§ Work order
Write the listing out again in full. Every character must match.

§ Supplied records
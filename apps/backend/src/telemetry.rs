use tracing_subscriber::{fmt, prelude::*, EnvFilter};

/// Filter used when `RUST_LOG` is unset or unparsable.
pub const DEFAULT_LOG_FILTER: &str = "info,actix_web=info,sqlx=warn,sea_orm=warn";

/// JSON logs on stdout; each line carries the enclosing `request` span fields.
pub fn init_tracing() {
    let env_filter =
        EnvFilter::try_from_default_env().unwrap_or_else(|_| EnvFilter::new(DEFAULT_LOG_FILTER));

    let fmt_layer = fmt::layer()
        .json()
        .flatten_event(true)
        .with_current_span(true)
        .with_span_list(false)
        .with_target(false)
        .with_file(false)
        .with_line_number(false)
        .with_thread_ids(false)
        .with_thread_names(false)
        .with_ansi(false);

    tracing_subscriber::registry()
        .with(env_filter)
        .with(fmt_layer)
        .init();
}
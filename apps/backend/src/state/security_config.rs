use std::time::Duration;

use jsonwebtoken::Algorithm;

/// Lifetime of every issued session token.
pub const TOKEN_TTL: Duration = Duration::from_secs(60 * 60);

/// Configuration for JWT security settings
#[derive(Clone)]
pub struct SecurityConfig {
    /// HMAC secret for signing and verifying tokens
    pub jwt_secret: Vec<u8>,
    /// JWT algorithm (HS256)
    pub algorithm: Algorithm,
    pub token_ttl: Duration,
}

impl SecurityConfig {
    /// Create a new SecurityConfig with the given JWT secret
    pub fn new(jwt_secret: impl Into<Vec<u8>>) -> Self {
        Self {
            jwt_secret: jwt_secret.into(),
            algorithm: Algorithm::HS256,
            token_ttl: TOKEN_TTL,
        }
    }
}

impl std::fmt::Debug for SecurityConfig {
    fn fmt(&self, f: &mut std::fmt::Formatter<'_>) -> std::fmt::Result {
        f.debug_struct("SecurityConfig")
            .field("jwt_secret", &"<redacted>")
            .field("algorithm", &self.algorithm)
            .field("token_ttl", &self.token_ttl)
            .finish()
    }
}
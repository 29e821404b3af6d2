mod token_cookie;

§ Your response
filename apps/backend/src/telemetry.rs
use tracing_subscriber::{fmt, prelude::*, EnvFilter};

/// Filter used when `RUST_LOG` is unset or unparsable.
pub const DEFAULT_LOG_FILTER: &str = "info,actix_web=info,sqlx=warn,sea_orm=warn";

/// JSON logs on stdout; each line carries the enclosing `request` span fields.
pub fn init_tracing() {
    let env_filter =
        EnvFilter::try_from_default_env().unwrap_or_else(|_| EnvFilter::new(DEFAULT_LOG_FILTER));

    let fmt_layer = fmt::layer()
        .json()
        .flatten_event(true)
        .with_current_span(true)
        .with_span_list(false)
        .with_target(false)
        .with_file(false)
        .with_line_number(false)
        .with_thread_ids(false)
        .with_thread_names(false)
        .with_ansi(false);

    tracing_subscriber::registry()
        .with(env_filter)
        .with(fmt_layer)
        .init();
}
filename apps/backend/src/state/security_config.rs
use std::time::Duration;

use jsonwebtoken::Algorithm;

/// Lifetime of every issued session token.
pub const TOKEN_TTL: Duration = Duration::from_secs(60 * 60);

/// Configuration for JWT security settings
#[derive(Clone)]
pub struct SecurityConfig {
    /// HMAC secret for signing and verifying tokens
    pub jwt_secret: Vec<u8>,
    /// JWT algorithm (HS256)
    pub algorithm: Algorithm,
    pub token_ttl: Duration,
}

impl SecurityConfig {
    /// Create a new SecurityConfig with the given JWT secret
    pub fn new(jwt_secret: impl Into<Vec<u8>>) -> Self {
        Self {
            jwt_secret: jwt_secret.into(),
            algorithm: Algorithm::HS256,
            token_ttl: TOKEN_TTL,
        }
    }
}

impl std::fmt::Debug for SecurityConfig {
    fn fmt(&self, f: &mut std::fmt::Formatter<'_>) -> std::fmt::Result {
        f.debug_struct("SecurityConfig")
            .field("jwt_secret", &"<redacted>")
            .field("algorithm", &self.algorithm)
            .field("token_ttl", &self.token_ttl)
            .finish()
    }
}
repository 29e821404b3af6d2
mod token_cookie;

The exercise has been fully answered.